Everyone has an attachment style, including you. Your attachment style dictates how you feel in relationships, whether you believe you're loved, and whether you feel like you can trust other people. The type of attachment style you have is believed to be based on how you were treated by your caregivers when you were an infant, because this set the tone for how you view relationships with other people.
You can be: Secure, Pre-occupied, Avoidant, or Fearful-avoidant in your relationships. Based on the names of the different attachment styles, I'm sure you can guess which one is associated with relationship success. But if you happen to feel preoccupied (also known as anxious), avoidant (also known as dismissive) or fearful-avoidant (also known as anxious avoidant) toward relationships, watch the video here or read below to learn more about each style, and how you can change your attachment style if you want to.

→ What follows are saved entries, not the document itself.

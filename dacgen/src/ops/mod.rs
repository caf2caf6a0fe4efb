//! Core operations.
//!
//! This module contains the business logic for dacgen commands,
//! separated from CLI argument parsing and output rendering.

pub mod check;
pub mod explain;
pub mod generate;
pub mod init;

pub use check::check;
pub use explain::explain;
pub use generate::generate;
pub use init::init;

use dacgen_codegen::pipeline::Diagnostic;

/// Diagnostic text without the severity prefix, reports add their own.
fn diagnostic_message(diag: &Diagnostic) -> String {
    match &diag.location {
        Some(loc) => format!("{}\n  --> {}", diag.message, loc),
        None => diag.message.clone(),
    }
}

“A securely attached child will store an internal working model of a responsive, loving, reliable care-giver, and of a self that is worthy of love and attention and will bring these assumptions to bear on all other relationships." -Holmes
If you consistently experienced love, support, care, and concern from your caregivers when you're young, you're likely to grow up believing that you are loved (and therefore lovable) for who you are, and that other people are generally good and trustworthy. On the other hand, if you happened to have caregivers who were neglectful at times, who maybe weren't that concerned with calming you or helping you when you were distressed, you may come to think that either people aren't trustworthy and dependable, or that there is something wrong with you, and that you may not be worthy of love from others. These are the bases for having an insecure attachment style.
If you are preoccupied in your attachments toward others, you may not have had your needs met as a child, and therefore might have low self-esteem, low perceptions of your own self-worth, and look to other people to give you reassurance that you are lovable. Preoccupied (also known as anxious) individuals are the most likely to be called "clingy" or "needy" in relationships, and are also the most likely to be ghosted by potential partners as adults.

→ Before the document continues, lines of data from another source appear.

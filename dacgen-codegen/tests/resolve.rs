//! Resolution of entities and methods from model documents.

use std::str::FromStr;

use dacgen_codegen::resolve::{resolve_entities, resolve_methods};
use dacgen_core::TypeKind;
use dacgen_ir::{DataModel, EntityProperty, MethodId, MethodKind};
use dacgen_manifest::ExtractorConfig;
use dacgen_schema::{
    SchemaTree,
    testing::{Column, ModelBuilder},
};

fn resolve(builder: ModelBuilder, config: &ExtractorConfig) -> (DataModel, Vec<String>) {
    let tree = SchemaTree::parse_str(&builder.to_xml()).expect("model should parse");
    let mut warnings = Vec::new();
    let mut model = DataModel {
        entities: resolve_entities(&tree, config, &mut warnings),
        ..DataModel::default()
    };
    resolve_methods(&tree, config, &mut model, &mut warnings);
    (model, warnings)
}

fn config(toml: &str) -> ExtractorConfig {
    ExtractorConfig::from_str(toml).expect("config should parse")
}

fn names(properties: &[EntityProperty]) -> Vec<&str> {
    properties.iter().map(EntityProperty::short_name).collect()
}

fn parent_child(foreign_columns: &[&str]) -> ModelBuilder {
    ModelBuilder::new()
        .table(
            "[dbo].[Parent]",
            &[
                Column::new("Id", "int").not_null(),
                Column::new("Name1", "bigint").not_null(),
            ],
        )
        .table(
            "[dbo].[Child]",
            &[
                Column::new("Id", "int").not_null().identity(),
                Column::new("ForId", "int"),
                Column::new("ForName", "bigint"),
            ],
        )
        .foreign_key(
            "[dbo].[FK_Child_Parent]",
            "[dbo].[Child]",
            &["ForId", "ForName"][..foreign_columns.len()],
            "[dbo].[Parent]",
            foreign_columns,
        )
        .primary_key("[dbo].[PK_Parent]", "[dbo].[Parent]", &["Id", "Name1"])
}

#[test]
fn test_single_table_with_primary_key() {
    let builder = ModelBuilder::new()
        .table(
            "[dbo].[Table1]",
            &[
                Column::new("Id", "int").not_null(),
                Column::new("Name", "nvarchar"),
            ],
        )
        .primary_key("[dbo].[PK_Table1]", "[dbo].[Table1]", &["Id"]);

    let (model, warnings) = resolve(builder, &ExtractorConfig::default());

    assert!(warnings.is_empty());
    assert_eq!(model.entities.len(), 1);
    let entity = &model.entities[0];
    assert_eq!(entity.name, "Table1");
    assert_eq!(entity.access, "public");
    assert_eq!(names(&entity.properties), vec!["Id", "Name"]);
    assert_eq!(entity.properties[0].ty.name, "int");
    assert!(!entity.properties[0].nullable);
    assert_eq!(entity.properties[1].ty.name, "string");
    assert!(entity.properties[1].nullable);

    assert_eq!(model.methods.len(), 1);
    let method = &model.methods[0];
    assert_eq!(method.kind, MethodKind::PrimaryKey);
    assert!(method.unique);
    assert_eq!(method.entity_name, "Table1");
    assert_eq!(names(&method.params), vec!["Id"]);
    assert_eq!(names(&method.columns), vec!["Id", "Name"]);
    assert!(method.identity_columns.is_empty());
    assert!(method.foreigns.is_empty());
}

#[test]
fn test_identity_primary_key_splits_identity_from_columns() {
    let builder = ModelBuilder::new()
        .table(
            "[dbo].[Table1]",
            &[
                Column::new("Id", "int").not_null().identity(),
                Column::new("Name", "nvarchar"),
            ],
        )
        .primary_key("[dbo].[PK_Table1]", "[dbo].[Table1]", &["Id"]);

    let (model, warnings) = resolve(builder, &ExtractorConfig::default());

    assert!(warnings.is_empty());
    assert_eq!(model.methods.len(), 1);
    let method = &model.methods[0];
    assert_eq!(method.kind, MethodKind::PrimaryKey);
    assert!(method.unique);
    assert_eq!(names(&method.params), vec!["Id"]);
    assert_eq!(names(&method.columns), vec!["Name"]);
    assert_eq!(names(&method.identity_columns), vec!["Id"]);
}

#[test]
fn test_foreign_key_links_to_matching_primary_key() {
    let (model, warnings) = resolve(parent_child(&["Id", "Name1"]), &ExtractorConfig::default());

    assert!(warnings.is_empty());
    assert_eq!(model.methods.len(), 2);

    let fk = &model.methods[0];
    assert_eq!(fk.kind, MethodKind::ForeignKey);
    assert!(!fk.unique);
    assert_eq!(names(&fk.params), vec!["ForId", "ForName"]);
    assert_eq!(
        fk.foreign_names().collect::<Vec<_>>(),
        vec![Some("[dbo].[Parent].[Id]"), Some("[dbo].[Parent].[Name1]")]
    );
    assert_eq!(names(&fk.identity_columns), vec!["Id"]);
    assert_eq!(names(&fk.columns), vec!["ForId", "ForName"]);

    let parent = model.entity("[dbo].[Parent]").unwrap();
    assert_eq!(parent.foreigns, vec![MethodId(0)]);

    let pk = &model.methods[1];
    assert_eq!(pk.kind, MethodKind::PrimaryKey);
    assert_eq!(pk.foreigns, vec![MethodId(0)]);
}

#[test]
fn test_foreign_key_in_other_order_is_not_linked() {
    let (model, _) = resolve(parent_child(&["Name1", "Id"]), &ExtractorConfig::default());

    let parent = model.entity("[dbo].[Parent]").unwrap();
    assert_eq!(parent.foreigns, vec![MethodId(0)]);
    assert!(model.methods[1].foreigns.is_empty());
}

#[test]
fn test_foreign_key_with_fewer_columns_is_not_linked() {
    let (model, _) = resolve(parent_child(&["Id"]), &ExtractorConfig::default());

    assert_eq!(model.methods[0].params.len(), 1);
    assert!(model.methods[1].foreigns.is_empty());
}

#[test]
fn test_foreign_key_inclusion_can_be_disabled_per_entity() {
    let config = config(
        r#"
        [[entity_overrides]]
        table_name = "[dbo].[Parent]"
        include_foreign_key = false
        "#,
    );

    let (model, _) = resolve(parent_child(&["Id", "Name1"]), &config);

    assert!(model.entity("[dbo].[Parent]").unwrap().foreigns.is_empty());
    assert!(model.methods[1].foreigns.is_empty());
}

#[test]
fn test_ignored_defining_table_drops_entity_and_keys() {
    let config = config(r#"objects_to_ignore = ["[dbo].[Child]"]"#);

    let (model, warnings) = resolve(parent_child(&["Id", "Name1"]), &config);

    assert!(warnings.is_empty());
    assert!(model.entity("[dbo].[Child]").is_none());
    assert_eq!(model.methods.len(), 1);
    assert_eq!(model.methods[0].kind, MethodKind::PrimaryKey);
    assert!(model.methods[0].foreigns.is_empty());
}

#[test]
fn test_foreign_key_to_ignored_table_is_kept_with_a_warning() {
    let config = config(r#"objects_to_ignore = ["[dbo].[Parent]"]"#);

    let (model, warnings) = resolve(parent_child(&["Id", "Name1"]), &config);

    assert_eq!(model.entities.len(), 1);
    assert_eq!(model.methods.len(), 1);
    assert_eq!(model.methods[0].kind, MethodKind::ForeignKey);
    assert_eq!(warnings.len(), 1);
    assert!(warnings[0].contains("[dbo].[Parent]"));
}

#[test]
fn test_feature_switches_gate_passes() {
    let builder = ModelBuilder::new()
        .table(
            "[dbo].[Table2]",
            &[
                Column::new("Id", "int").not_null().identity(),
                Column::new("Name", "nvarchar"),
                Column::new("Descript", "int"),
            ],
        )
        .primary_key("[dbo].[PK_Table2]", "[dbo].[Table2]", &["Id"])
        .index("[dbo].[Table2].[IX_Name]", "[dbo].[Table2]", &["Name"], false)
        .index(
            "[dbo].[Table2].[UX_NameDescript]",
            "[dbo].[Table2]",
            &["Name", "Descript"],
            true,
        );

    let (model, _) = resolve(builder.clone(), &ExtractorConfig::default());
    let kinds: Vec<_> = model.methods.iter().map(|m| (m.kind, m.unique)).collect();
    assert_eq!(
        kinds,
        vec![
            (MethodKind::PrimaryKey, true),
            (MethodKind::Index, false),
            (MethodKind::Index, true),
        ]
    );

    let only_unique = config("include_non_unique_index = false\ninclude_primary_key = false");
    let (model, _) = resolve(builder.clone(), &only_unique);
    assert_eq!(model.methods.len(), 1);
    assert_eq!(model.methods[0].key_name, "[dbo].[Table2].[UX_NameDescript]");
    assert_eq!(names(&model.methods[0].params), vec!["Name", "Descript"]);

    let none = config("include_unique_index = false\ninclude_non_unique_index = false\ninclude_primary_key = false");
    let (model, _) = resolve(builder, &none);
    assert!(model.methods.is_empty());
}

#[test]
fn test_async_policy_per_key_falls_back_to_defaults() {
    let config = config(
        r#"
        get_async = true

        [[async_mappings]]
        index_name = "[dbo].[PK_Parent]"
        save_async = true
        "#,
    );

    let (model, _) = resolve(parent_child(&["Id", "Name1"]), &config);

    let fk = &model.methods[0].asyncs;
    assert!(fk.get && !fk.save && !fk.delete);
    let pk = &model.methods[1].asyncs;
    assert!(!pk.get && pk.save && !pk.delete);
}

#[test]
fn test_row_version_and_ignored_columns_are_dropped() {
    let builder = ModelBuilder::new().table(
        "[dbo].[Audit]",
        &[
            Column::new("Id", "int").not_null(),
            Column::new("Version", "rowversion"),
            Column::new("Stamp", "timestamp"),
            Column::new("Secret", "nvarchar"),
        ],
    );
    let config = config(r#"objects_to_ignore = ["[dbo].[Audit].[Secret]"]"#);

    let (model, _) = resolve(builder, &config);

    assert_eq!(names(&model.entities[0].properties), vec!["Id"]);
}

#[test]
fn test_index_over_ignored_column_is_skipped_with_a_warning() {
    let builder = ModelBuilder::new()
        .table(
            "[dbo].[Audit]",
            &[
                Column::new("Id", "int").not_null(),
                Column::new("Secret", "nvarchar"),
            ],
        )
        .primary_key("[dbo].[PK_Audit]", "[dbo].[Audit]", &["Id"])
        .index("[dbo].[Audit].[IX_Secret]", "[dbo].[Audit]", &["Secret"], false);
    let config = config(r#"objects_to_ignore = ["[dbo].[Audit].[Secret]"]"#);

    let (model, warnings) = resolve(builder, &config);

    assert_eq!(model.methods.len(), 1);
    assert_eq!(model.methods[0].kind, MethodKind::PrimaryKey);
    assert_eq!(
        warnings,
        vec![
            "index [dbo].[Audit].[IX_Secret] uses column [dbo].[Audit].[Secret], which is not generated"
        ]
    );
}

#[test]
fn test_enum_override_applies_on_top_of_column_override() {
    let builder = ModelBuilder::new().table(
        "[dbo].[Order]",
        &[
            Column::new("Id", "int").not_null(),
            Column::new("Status", "int"),
        ],
    );
    let config = config(
        r#"
        [[column_overrides]]
        name = "[dbo].[Order].[Status]"
        type = "tinyint"
        annotations = ["DataMember"]

        [[enum_mappings]]
        column_full_name = "[dbo].[Order].[Status]"
        enum_type_name = "OrderStatus"
        "#,
    );

    let (model, warnings) = resolve(builder, &config);

    assert!(warnings.is_empty());
    let status = model.entities[0]
        .property("[dbo].[Order].[Status]")
        .unwrap();
    assert_eq!(status.sql_type, "tinyint");
    assert_eq!(status.ty.kind, TypeKind::Enum);
    assert_eq!(status.ty.name, "OrderStatus?");
    assert_eq!(status.annotations, vec!["DataMember"]);
}

#[test]
fn test_bare_column_override_applies_to_every_table() {
    let builder = ModelBuilder::new()
        .table("[dbo].[A]", &[Column::new("Code", "char")])
        .table("[dbo].[B]", &[Column::new("Code", "char")]);
    let config = config(
        r#"
        [[column_overrides]]
        name = "Code"
        nullable = false
        "#,
    );

    let (model, warnings) = resolve(builder, &config);

    assert!(warnings.is_empty());
    assert!(model.entities.iter().all(|e| !e.properties[0].nullable));
}

#[test]
fn test_override_only_column_is_appended() {
    let builder = ModelBuilder::new().table(
        "[dbo].[Table1]",
        &[Column::new("Id", "int").not_null()],
    );
    let config = config(
        r#"
        [[column_overrides]]
        name = "[dbo].[Table1].[Total]"
        type = "money"
        nullable = false

        [[column_overrides]]
        name = "[dbo].[Elsewhere].[Ghost]"
        type = "int"
        "#,
    );

    let (model, warnings) = resolve(builder, &config);

    let entity = &model.entities[0];
    assert_eq!(names(&entity.properties), vec!["Id", "Total"]);
    assert_eq!(entity.properties[1].ty.name, "decimal");
    assert_eq!(warnings.len(), 1);
    assert!(warnings[0].contains("[dbo].[Elsewhere].[Ghost]"));
}

#[test]
fn test_entity_override_renames_and_annotates() {
    let builder = ModelBuilder::new()
        .table("[dbo].[tbl_cust]", &[Column::new("Id", "int").not_null()])
        .primary_key("[dbo].[PK_cust]", "[dbo].[tbl_cust]", &["Id"]);
    let config = config(
        r#"
        [[entity_overrides]]
        table_name = "[dbo].[tbl_cust]"
        name = "Customer"
        annotations = ["DataContract"]
        access = "internal"
        "#,
    );

    let (model, _) = resolve(builder, &config);

    let entity = &model.entities[0];
    assert_eq!(entity.name, "Customer");
    assert_eq!(entity.access, "internal");
    assert_eq!(entity.annotations, vec!["DataContract"]);
    assert_eq!(model.methods[0].entity_name, "Customer");
}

If you are avoidant in relationships (also known as dismissive), you tend to feel that you don't really need other people. In this instance, you may have grown up having to learn self-sufficiency and feeling that you can only really count on yourself. In this instance, you have a hard time trusting others and tend to be compulsively self-reliant. These individuals tend to be the most likely to leave a relationship, and when in a relationship some research suggests they are the most likely type to cheat.

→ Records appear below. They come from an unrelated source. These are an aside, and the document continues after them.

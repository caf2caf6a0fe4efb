//! Naming helpers for SQL object identifiers.
//!
//! Schema objects arrive fully qualified and bracket-delimited, e.g.
//! `[dbo].[Table1].[Id]`. These helpers split and reshape such names.

/// Split a qualified SQL name into its parts, respecting bracket delimiters
/// (e.g. "[dbo].[Table.1]" -> ["dbo", "Table.1"]).
pub fn name_parts(full: &str) -> Vec<&str> {
    let mut parts = Vec::new();
    let mut start = 0;
    let mut in_brackets = false;

    for (i, c) in full.char_indices() {
        match c {
            '[' => in_brackets = true,
            ']' => in_brackets = false,
            '.' if !in_brackets => {
                parts.push(strip_brackets(&full[start..i]));
                start = i + 1;
            }
            _ => {}
        }
    }
    parts.push(strip_brackets(&full[start..]));
    parts
}

fn strip_brackets(part: &str) -> &str {
    part.trim().trim_start_matches('[').trim_end_matches(']')
}

/// Last segment of a qualified name without brackets (e.g. "[dbo].[Table1]" -> "Table1")
pub fn short_name(full: &str) -> &str {
    name_parts(full).pop().unwrap_or_default()
}

/// Remove bracket delimiters and turn separators into underscores
/// (e.g. "[dbo].[Procedure1]" -> "dbo_Procedure1")
pub fn bare_name(full: &str) -> String {
    full.replace(['[', ']'], "").replace('.', "_")
}

/// Uppercase the first character (e.g. "int" -> "Int")
pub fn first_upper(s: &str) -> String {
    let mut chars = s.chars();
    match chars.next() {
        None => String::new(),
        Some(c) => c.to_uppercase().chain(chars).collect(),
    }
}

/// Lowercase the first character (e.g. "ForId" -> "forId")
pub fn first_lower(s: &str) -> String {
    let mut chars = s.chars();
    match chars.next() {
        None => String::new(),
        Some(c) => c.to_lowercase().chain(chars).collect(),
    }
}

If you're fearful avoidant (also known as anxious-avoidant), you want close relationships with others, but you also don't feel that you can trust people, so you tend to avoid closeness in fear of others abandoning you. In this instance you often have a low view of your own self-worth, but also a low view of others' dependability and trustworthiness.
All of the insecure attachment styles are associated with greater stress and an increased likelihood of experiencing negative health outcomes (your attachment style impacts your psychological and your physical health - see here for an example), and insecure attachments tend to predict greater likelihood of relationship failure. So what do you do?
The first thing you can do is notice when you're attachment style is "activated" - which means that you need to notice when you are experiencing anxiousness or avoidance in your relationships. When this happens, you are less likely to respond in a calm and healthy way toward others, and this can cause problems in your relationship over time. So when you notice anxiousness or avoidance, STOP and evaluate the situation. Ask yourself if you have a good reason for feeling the way that you do, or if it is simply your relatinoship fears and insecurities causing you to view the situation in a negative way.
Evaluating your self-talk in a relationship can also help. The way we talk to ourselves is our insight into hwo we view our world and the people in it. If you are constantly thinking negative things about your partner, or fearing for the worst in your mind, this is good insight into of your mental model of relationships. Noticing negative statements you may think, but not necessarily say, can enable you to stop these thinking patterns. The more you think a certain way, the stronger that thought pattern becomes. So reframing your view of relationships is important in order to become more secure in them.